> _Required action_
Among the entries below, find every line that has "impl" and pull it out.

┄┄┄┄┄┄┄┄┄┄┄┄┄┄┄┄┄┄┄┄

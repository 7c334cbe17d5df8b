use std::collections::HashMap;
use std::sync::Arc;

/// Text stored in place of a database NULL.
pub const NULL_SENTINEL: &str = "NULL";

/// One row of text fields, in column order.
pub type Row = Vec<String>;

/// Rectangular, immutable projection of a completed read.
///
/// Every backend value is carried as text; NULL becomes [`NULL_SENTINEL`]. A result
/// with zero rows still knows its columns when the backend reported them.
#[derive(Debug, Clone, Default, PartialEq, Eq)]
pub struct ResultSet {
    columns: Vec<String>,
    table: Vec<Row>,
    // Column name -> index, built once and shared by clones.
    column_index_cache: Arc<HashMap<String, usize>>,
}

impl ResultSet {
    /// Build a result set from column names and rows.
    #[must_use]
    pub fn new(columns: Vec<String>, table: Vec<Row>) -> Self {
        let cache = Arc::new(
            columns
                .iter()
                .enumerate()
                .rev()
                .map(|(i, name)| (name.clone(), i))
                .collect::<HashMap<_, _>>(),
        );
        Self {
            columns,
            table,
            column_index_cache: cache,
        }
    }

    /// True when there are no rows (the columns may still be known).
    #[must_use]
    pub fn is_empty(&self) -> bool {
        self.table.is_empty()
    }

    #[must_use]
    pub fn rows(&self) -> usize {
        self.table.len()
    }

    #[must_use]
    pub fn cols(&self) -> usize {
        self.columns.len()
    }

    #[must_use]
    pub fn columns(&self) -> &[String] {
        &self.columns
    }

    #[must_use]
    pub fn data(&self) -> &[Row] {
        &self.table
    }

    pub fn iter(&self) -> impl Iterator<Item = &Row> {
        self.table.iter()
    }

    /// Cell at `(row, col)`, or `None` when either index is out of range.
    #[must_use]
    pub fn at(&self, row: usize, col: usize) -> Option<&str> {
        self.table
            .get(row)
            .and_then(|r| r.get(col))
            .map(String::as_str)
    }

    /// Index of the first column with this name.
    #[must_use]
    pub fn column_index(&self, name: &str) -> Option<usize> {
        self.column_index_cache.get(name).copied()
    }

    /// Cell in `row` under the named column.
    #[must_use]
    pub fn get(&self, row: usize, column: &str) -> Option<&str> {
        self.column_index(column).and_then(|col| self.at(row, col))
    }
}

impl<'a> IntoIterator for &'a ResultSet {
    type Item = &'a Row;
    type IntoIter = std::slice::Iter<'a, Row>;

    fn into_iter(self) -> Self::IntoIter {
        self.table.iter()
    }
}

┄┄┄┄┄┄┄┄┄┄┄┄┄┄┄┄┄┄┄┄

> _Your solution_
impl ResultSet {
    pub fn iter(&self) -> impl Iterator<Item = &Row> {
impl<'a> IntoIterator for &'a ResultSet {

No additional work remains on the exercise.